Journal entry from 2/21/12
Like Dean Young says about Keats's Ode to a Nightengale:
"The self is not a fixed thing, rather a movement: A collection of arrived-at and abandoned impulses and conflicting conclusions, one X over another." (The Art of Recklessness, pg 54)
But as much as our self wanders throughout the day, we, like Keats being dragged back to his forlorn self, always return to that place where we lay our head on the pillow. Our routines bind us to an identity and give us an illusion of control in a constantly changing world.
Part of our fear of algorithms finding our patterns is that we cannot, or don't want to, break out of them. Besides, if we do break out, how long before we fall back in? Do we converge on an invariant identity, categorizable, well-defined, predictable? Is it even possible to ever break out? Breakouts become patterns of their own, part of the overall texture of a pattern.
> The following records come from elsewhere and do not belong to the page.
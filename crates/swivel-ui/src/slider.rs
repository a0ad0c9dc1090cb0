//! Draggable slider over a normalized `0..=1` track, with snap points, a
//! crossing haptic, and a spring settle onto the nearest point at release.

use std::cell::RefCell;
use std::rc::Rc;

use swivel_core::{
    AnimatedValue, AnimationSpec, Color, ImpactStyle, Modifier, Rect, SharedHaptics, Transform,
    Vec2, View, ViewKind, haptics, theme,
};
use web_time::Duration;

/// Release snaps to the nearest point when within this distance. Dense snap
/// grids (more than five points) only snap inside the window; sparse ones
/// always snap.
const SNAP_THRESHOLD: f32 = 0.1;
/// How close a drag must pass a snap point to count as a crossing.
const CROSSING_THRESHOLD: f32 = 0.02;
const SETTLE_SPRING_DAMPING: f32 = 15.0;
const SETTLE_SPRING_STIFFNESS: f32 = 150.0;

pub type OnValueChange = Rc<dyn Fn(f32)>;
pub type OnSnap = Rc<dyn Fn(usize, f32)>;

pub struct SliderState {
    value: AnimatedValue<f32>,
    snap_points: Vec<f32>,
    dragging: bool,
    last_value: f32,
    haptics: SharedHaptics,
    on_value_change: Option<OnValueChange>,
    on_snap: Option<OnSnap>,
}

impl SliderState {
    pub fn new(
        initial: f32,
        snap_points: Vec<f32>,
        haptics: SharedHaptics,
        on_value_change: Option<OnValueChange>,
        on_snap: Option<OnSnap>,
    ) -> Self {
        let initial = initial.clamp(0.0, 1.0);
        Self {
            value: AnimatedValue::new(
                initial,
                AnimationSpec::spring(
                    SETTLE_SPRING_DAMPING,
                    SETTLE_SPRING_STIFFNESS,
                    Duration::from_millis(400),
                ),
            ),
            snap_points,
            dragging: false,
            last_value: initial,
            haptics,
            on_value_change,
            on_snap,
        }
    }

    pub fn value(&self) -> f32 {
        *self.value.get()
    }

    pub fn is_dragging(&self) -> bool {
        self.dragging
    }

    pub fn snap_points(&self) -> &[f32] {
        &self.snap_points
    }

    pub fn drag_start(&mut self) {
        self.dragging = true;
        self.last_value = self.value();
    }

    /// Thumb moved to `value` (already normalized by the host). Reports every
    /// update and pulses when the drag passes over a snap point.
    pub fn drag_update(&mut self, value: f32) {
        if !self.dragging {
            return;
        }
        let value = value.clamp(0.0, 1.0);
        self.value.snap_to(value);
        if let Some(cb) = &self.on_value_change {
            cb(value);
        }
        self.check_crossing(value, self.last_value);
        self.last_value = value;
    }

    pub fn drag_end(&mut self) {
        self.dragging = false;
        let current = self.value();
        let Some((index, snap)) = self.nearest_snap(current) else {
            return;
        };
        if (current - snap).abs() <= SNAP_THRESHOLD || self.snap_points.len() <= 5 {
            if let Some(cb) = &self.on_snap {
                cb(index, snap);
            }
            if let Some(cb) = &self.on_value_change {
                cb(snap);
            }
            self.value.set_target(snap);
        }
    }

    pub fn tick(&mut self) -> bool {
        self.value.update()
    }

    fn nearest_snap(&self, value: f32) -> Option<(usize, f32)> {
        self.snap_points
            .iter()
            .copied()
            .enumerate()
            .min_by(|a, b| {
                (a.1 - value)
                    .abs()
                    .partial_cmp(&(b.1 - value).abs())
                    .unwrap_or(std::cmp::Ordering::Equal)
            })
    }

    fn check_crossing(&mut self, current: f32, previous: f32) {
        for (i, snap) in self.snap_points.iter().copied().enumerate() {
            let crossed = (previous < snap && current >= snap)
                || (previous > snap && current <= snap);
            if crossed && (current - snap).abs() <= CROSSING_THRESHOLD {
                haptics::pulse(&*self.haptics, ImpactStyle::Medium);
                if let Some(cb) = &self.on_snap {
                    cb(i, snap);
                }
            }
        }
    }
}

#[allow(non_snake_case)]
pub fn Slider(state: &Rc<RefCell<SliderState>>, width: f32, thumb_size: f32) -> View {
    let s = state.borrow();
    let t = theme();
    let track_h = 4.0;
    let value = s.value();

    let track = View::new(ViewKind::Box).modifier(
        Modifier::new()
            .width(width)
            .height(track_h)
            .clip_rounded(2.0)
            .background(t.muted),
    );
    let active = View::new(ViewKind::Box).modifier(
        Modifier::new()
            .width(value * width)
            .height(track_h)
            .clip_rounded(2.0)
            .background(t.primary),
    );

    let markers: Vec<(f32, bool)> = s
        .snap_points()
        .iter()
        .map(|&p| (p * width, value >= p))
        .collect();
    let indicators = View::new(ViewKind::Canvas {
        paint: Rc::new(move |scope| {
            for (x, passed) in &markers {
                let color = if *passed { t.primary } else { t.muted };
                scope.rect(
                    Rect {
                        x: x - 1.0,
                        y: scope.size.height / 2.0 - 4.0,
                        w: 2.0,
                        h: 8.0,
                    },
                    color,
                    1.0,
                );
            }
        }),
    })
    .modifier(Modifier::new().width(width).height(8.0));

    let thumb_scale = if s.is_dragging() { 1.2 } else { 1.0 };
    let thumb = View::new(ViewKind::Canvas {
        paint: Rc::new(move |scope| {
            scope.circle(
                Vec2 {
                    x: scope.size.width / 2.0,
                    y: scope.size.height / 2.0,
                },
                scope.size.width / 2.0,
                Color::WHITE,
            );
        }),
    })
    .modifier(
        Modifier::new().size(thumb_size, thumb_size).transform(Transform {
            translate_x: value * width - thumb_size / 2.0,
            scale: thumb_scale,
            ..Transform::identity()
        }),
    );

    View::new(ViewKind::Stack)
        .modifier(Modifier::new().width(width).height(40.0))
        .child(track)
        .child(active)
        .child(indicators)
        .child(thumb)
}
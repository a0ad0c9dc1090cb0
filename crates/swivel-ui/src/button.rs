//! Pressable with press-scale feedback, optional post-press cooldown and a
//! hold-to-repeat mode.

use std::cell::RefCell;
use std::rc::Rc;

use swivel_core::{
    AnimatedValue, AnimationSpec, Callback, Easing, ImpactStyle, Modifier, SettleTimer,
    SharedHaptics, Transform, View, ViewKind, haptics, theme,
};
use web_time::Duration;

const PRESS_SCALE: f32 = 0.95;
const PRESS_ANIMATION: Duration = Duration::from_millis(150);
/// Repeat period while a long-press is held.
const HOLD_REPEAT: Duration = Duration::from_millis(100);

pub struct ButtonProps {
    pub label: String,
    pub on_press: Option<Callback>,
    pub on_long_press: Option<Callback>,
    /// Fires every [`HOLD_REPEAT`] while the press is held after a long-press.
    pub on_hold: Option<Callback>,
    pub haptics: bool,
    pub disabled: bool,
    /// Ignore further presses for this long after each accepted press.
    pub disable_time: Option<Duration>,
}

impl Default for ButtonProps {
    fn default() -> Self {
        Self {
            label: String::new(),
            on_press: None,
            on_long_press: None,
            on_hold: None,
            haptics: true,
            disabled: false,
            disable_time: None,
        }
    }
}

pub struct ButtonState {
    props: ButtonProps,
    haptics: SharedHaptics,
    scale: AnimatedValue<f32>,
    cooldown: SettleTimer,
    cooling: bool,
    holding: bool,
    hold_timer: SettleTimer,
}

impl ButtonState {
    pub fn new(props: ButtonProps, haptics: SharedHaptics) -> Self {
        Self {
            props,
            haptics,
            scale: AnimatedValue::new(1.0, AnimationSpec::tween(PRESS_ANIMATION, Easing::EaseOut)),
            cooldown: SettleTimer::new(),
            cooling: false,
            holding: false,
            hold_timer: SettleTimer::new(),
        }
    }

    pub fn enabled(&self) -> bool {
        !self.props.disabled && !self.cooling
    }

    pub fn press_in(&mut self) {
        if !self.enabled() {
            return;
        }
        self.scale.set_target(PRESS_SCALE);
    }

    pub fn press(&mut self) {
        if !self.enabled() {
            return;
        }
        if let Some(cb) = &self.props.on_press {
            cb();
            if let Some(t) = self.props.disable_time {
                self.cooling = true;
                self.cooldown.arm(t);
            }
        }
    }

    pub fn long_press(&mut self) {
        if !self.enabled() {
            return;
        }
        if let Some(cb) = &self.props.on_long_press {
            cb();
        }
        if self.props.on_hold.is_some() && !self.holding {
            self.holding = true;
            self.hold_timer.arm(HOLD_REPEAT);
        }
    }

    pub fn press_out(&mut self) {
        if self.props.haptics {
            haptics::pulse(&*self.haptics, ImpactStyle::Light);
        }
        self.holding = false;
        self.hold_timer.cancel();
        self.scale.set_target(1.0);
    }

    pub fn scale(&self) -> f32 {
        *self.scale.get()
    }

    /// Advance the press animation, the cooldown, and hold repeats. Returns
    /// true while anything is still running.
    pub fn tick(&mut self) -> bool {
        let animating = self.scale.update();
        if self.cooling && self.cooldown.poll().is_some() {
            self.cooling = false;
        }
        if self.holding && self.hold_timer.poll().is_some() {
            if let Some(cb) = &self.props.on_hold {
                cb();
            }
            self.hold_timer.arm(HOLD_REPEAT);
        }
        animating || self.cooling || self.holding
    }
}

#[allow(non_snake_case)]
pub fn Button(state: &Rc<RefCell<ButtonState>>) -> View {
    let s = state.borrow();
    let t = theme();
    let enabled = s.enabled();
    let bg = if enabled {
        t.primary
    } else {
        t.primary.with_alpha(178)
    };

    let press = {
        let st = state.clone();
        move || {
            let mut s = st.borrow_mut();
            s.press_in();
            s.press();
            s.press_out();
        }
    };
    let long_press = {
        let st = state.clone();
        move || st.borrow_mut().long_press()
    };

    View::new(ViewKind::Box)
        .modifier(
            Modifier::new()
                .padding(8.0)
                .clip_rounded(12.0)
                .background(bg)
                .transform(Transform {
                    scale: s.scale(),
                    ..Transform::identity()
                })
                .on_press(press)
                .on_long_press(long_press),
        )
        .child(View::new(ViewKind::Text {
            text: s.props.label.clone(),
            color: t.primary_foreground,
            font_size: 18.0,
        }))
}

#[cfg(test)]
mod tests {
    use super::*;
    use std::cell::Cell;
    use swivel_core::NoopHaptics;
    use swivel_core::clock::{advance_test_now, clear_test_now, set_test_now};
    use web_time::Instant;

    fn counting_button(disable_time: Option<Duration>) -> (ButtonState, Rc<Cell<usize>>) {
        let hits = Rc::new(Cell::new(0));
        let c = hits.clone();
        let state = ButtonState::new(
            ButtonProps {
                label: "go".into(),
                on_press: Some(Rc::new(move || c.set(c.get() + 1))),
                disable_time,
                ..ButtonProps::default()
            },
            Rc::new(NoopHaptics),
        );
        (state, hits)
    }

    #[test]
    fn cooldown_swallows_presses_until_it_expires() {
        set_test_now(Instant::now());
        let (mut b, hits) = counting_button(Some(Duration::from_millis(500)));

        b.press();
        b.press();
        assert_eq!(hits.get(), 1);
        assert!(!b.enabled());

        advance_test_now(Duration::from_millis(500));
        b.tick();
        assert!(b.enabled());
        b.press();
        assert_eq!(hits.get(), 2);
        clear_test_now();
    }

    #[test]
    fn hold_repeats_until_release() {
        set_test_now(Instant::now());
        let fired = Rc::new(Cell::new(0));
        let c = fired.clone();
        let mut b = ButtonState::new(
            ButtonProps {
                on_hold: Some(Rc::new(move || c.set(c.get() + 1))),
                ..ButtonProps::default()
            },
            Rc::new(NoopHaptics),
        );

        b.long_press();
        for _ in 0..3 {
            advance_test_now(HOLD_REPEAT);
            b.tick();
        }
        assert_eq!(fired.get(), 3);

        b.press_out();
        advance_test_now(HOLD_REPEAT);
        b.tick();
        assert_eq!(fired.get(), 3);
        clear_test_now();
    }

    #[test]
    fn disabled_button_ignores_everything() {
        set_test_now(Instant::now());
        let hits = Rc::new(Cell::new(0));
        let c = hits.clone();
        let mut b = ButtonState::new(
            ButtonProps {
                disabled: true,
                on_press: Some(Rc::new(move || c.set(c.get() + 1))),
                ..ButtonProps::default()
            },
            Rc::new(NoopHaptics),
        );
        b.press_in();
        b.press();
        assert_eq!(hits.get(), 0);
        assert_eq!(b.scale(), 1.0);
        clear_test_now();
    }
}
But behold! We break free, forth into the darkness or the light, ever-changing world where we try new things, jumping off the dock into green water, skiing through the trees, propelling ourselves into space, falling in love, adapting to change, creating new ideas, new things, new ways of being. In the big picture, we are unpredictable, and in the microcosm of a moment we are as well. It is only in the quotidien cycle of waking and sleeping, following our routines, that we are most predictable.
So then the most unpredictable we could be would be to change daily or weekly or cyclic habits. But who would want to? It is the cycle that gives us a sense of stability. The predictability is good, reliable.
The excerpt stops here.